First, Beer's Law always fails at high concentrations. Your experimental results are consistent with this. Second, even great spectrophotometers costing tens of thousands of dollars struggle measuring accurate absorbances over OD values of 2, even though they claim to be good in some cases up to values of 5. An inexpensive one could struggle with OD values over 1. Even if they say it'll read 0-2, that doesn't mean it will read high values well - just that it'll return a number. Regardless of your instrument, you should almost never make a measurement with a value over 1. Quantum yield and extinction coefficient measurements are almost always done with OD value under 0.5, and frankly I don't trust them unless they are < 0.1. So any lack of agreement between theoretical and experimental absorbance values above OD = 1 are going to be suspect anyway. You are also seeing lack of agreement with low OD values. This is most likely due to either (a) inaccurate concentrations, (b) inaccurate extinction coefficient, (c) instrument calibration (both wavelength and intensity). Since (c) is what you're kind of trying to do, let's forget about that one for a second.

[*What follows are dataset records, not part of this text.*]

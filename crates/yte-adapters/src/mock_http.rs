//! Scripted HTTP/1.1 responder on a loopback port for collaborator tests.

use std::collections::HashMap;
use std::io::{BufRead, BufReader, Read, Write};
use std::net::TcpListener;
use std::sync::{Arc, Mutex};

#[derive(Debug, Clone)]
pub struct CapturedRequest {
    pub method: String,
    pub path: String,
    pub query: HashMap<String, String>,
    pub headers: HashMap<String, String>,
    pub body: Vec<u8>,
}

impl CapturedRequest {
    pub fn header(&self, name: &str) -> Option<&str> {
        self.headers.get(&name.to_ascii_lowercase()).map(String::as_str)
    }

    pub fn body_text(&self) -> String {
        String::from_utf8_lossy(&self.body).into_owned()
    }
}

pub struct MockServer {
    pub base_url: String,
    requests: Arc<Mutex<Vec<CapturedRequest>>>,
}

impl MockServer {
    /// Answer one connection per scripted `(status, body)`, in order.
    pub fn start(responses: Vec<(u16, Vec<u8>)>) -> Self {
        let listener = TcpListener::bind("127.0.0.1:0").unwrap();
        let base_url = format!("http://{}", listener.local_addr().unwrap());
        let requests = Arc::new(Mutex::new(Vec::new()));
        let sink = Arc::clone(&requests);

        std::thread::spawn(move || {
            for (status, body) in responses {
                let Ok((stream, _)) = listener.accept() else {
                    return;
                };
                let mut reader = BufReader::new(stream);
                let request = read_request(&mut reader);
                sink.lock().unwrap().push(request);

                let mut stream = reader.into_inner();
                let head = format!(
                    "HTTP/1.1 {status} Scripted\r\ncontent-type: application/json\r\ncontent-length: {}\r\nconnection: close\r\n\r\n",
                    body.len()
                );
                let _ = stream.write_all(head.as_bytes());
                let _ = stream.write_all(&body);
                let _ = stream.flush();
            }
        });

        Self { base_url, requests }
    }

    pub fn json(responses: Vec<(u16, &str)>) -> Self {
        Self::start(
            responses
                .into_iter()
                .map(|(status, body)| (status, body.as_bytes().to_vec()))
                .collect(),
        )
    }

    pub fn requests(&self) -> Vec<CapturedRequest> {
        self.requests.lock().unwrap().clone()
    }
}

fn read_request(reader: &mut impl BufRead) -> CapturedRequest {
    let mut request_line = String::new();
    reader.read_line(&mut request_line).unwrap();
    let mut parts = request_line.split_whitespace();
    let method = parts.next().unwrap_or_default().to_string();
    let target = parts.next().unwrap_or_default().to_string();

    let mut headers = HashMap::new();
    loop {
        let mut line = String::new();
        reader.read_line(&mut line).unwrap();
        let line = line.trim_end();
        if line.is_empty() {
            break;
        }
        if let Some((name, value)) = line.split_once(':') {
            headers.insert(name.trim().to_ascii_lowercase(), value.trim().to_string());
        }
    }

    let length = headers
        .get("content-length")
        .and_then(|v| v.parse::<usize>().ok())
        .unwrap_or(0);
    let mut body = vec![0; length];
    reader.read_exact(&mut body).unwrap();

    let url = reqwest::Url::parse(&format!("http://mock{target}")).unwrap();
    CapturedRequest {
        method,
        path: url.path().to_string(),
        query: url.query_pairs().into_owned().collect(),
        headers,
        body,
    }
}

Thinking about (b), here's some things to keep in mind. The molar extinction coefficient is wavelength, solvent, and concentration dependent. They're also notoriously hard to measure well, and there are a lot of bad extinction coefficient values out there. Make sure you have a good one by checking around literature sources to see if the value you use is consistent with a lot of different reported values. (Also check and make sure you are using the same solvent the literature value was measured in, and make sure also that your solvent is good. For non-aqueous measurements, wet solvent can lead to big shifts in wavelength/intensity values, and impurities can lead to background absorption.)
Are your cuvettes good quality? If not, you could have light losses from your glass/plastic. (see additional note below)
I also suggest checking the linearity of your instrument by doing serial 20% dilutions starting with an OD approximately 1 and checking to make sure you get a nice line. This will give you an idea of whether your instrument is behaving well, irrespective of quantitative accuracy of a single point.
Regarding (a) - making accurate solutions is harder than most people think. But assuming you are making them well, some other things to consider: Where are you buying your dyes? If they are old or from poor quality sources, the effective concentration can be a lot lower than you think it will be. Trying your expt with a few different chromophores can help you determine if you've got a bad batch of one.
EDIT: I didn't check your actual numbers... but I noticed after reading again you said your path length is 1.2 cm and your cuvette is "test tube style". This would mean the cuvette is round, yes, with a diameter = 1.2 cm? Is the spectrometer specifically designed for a round cuvette? If the cuvette is round, keep in mind the actual pathlength won't be 1.2 unless the beam is really narrow. The beam will be experiencing all kinds of different path lengths, most of them less than 1.2 cm, depending on where individual photons cross through the sample. This will make it really hard to apply Beer's Law, and your measured concentrations will probably be less than theoretical based on a path length of 1.2 cm. Plus you'll have all kinds of weird reflections could interfere with the measurement. There's a reason people use square cuvettes. If you're using a round tube as a cuvette, I strongly suggest you change to a square one, as this could be a significant portion of your problem. If you don't want to invest in quartz cuvettes, inexpensive plastic ones perform reasonably well for aqueous solutions in the visible region.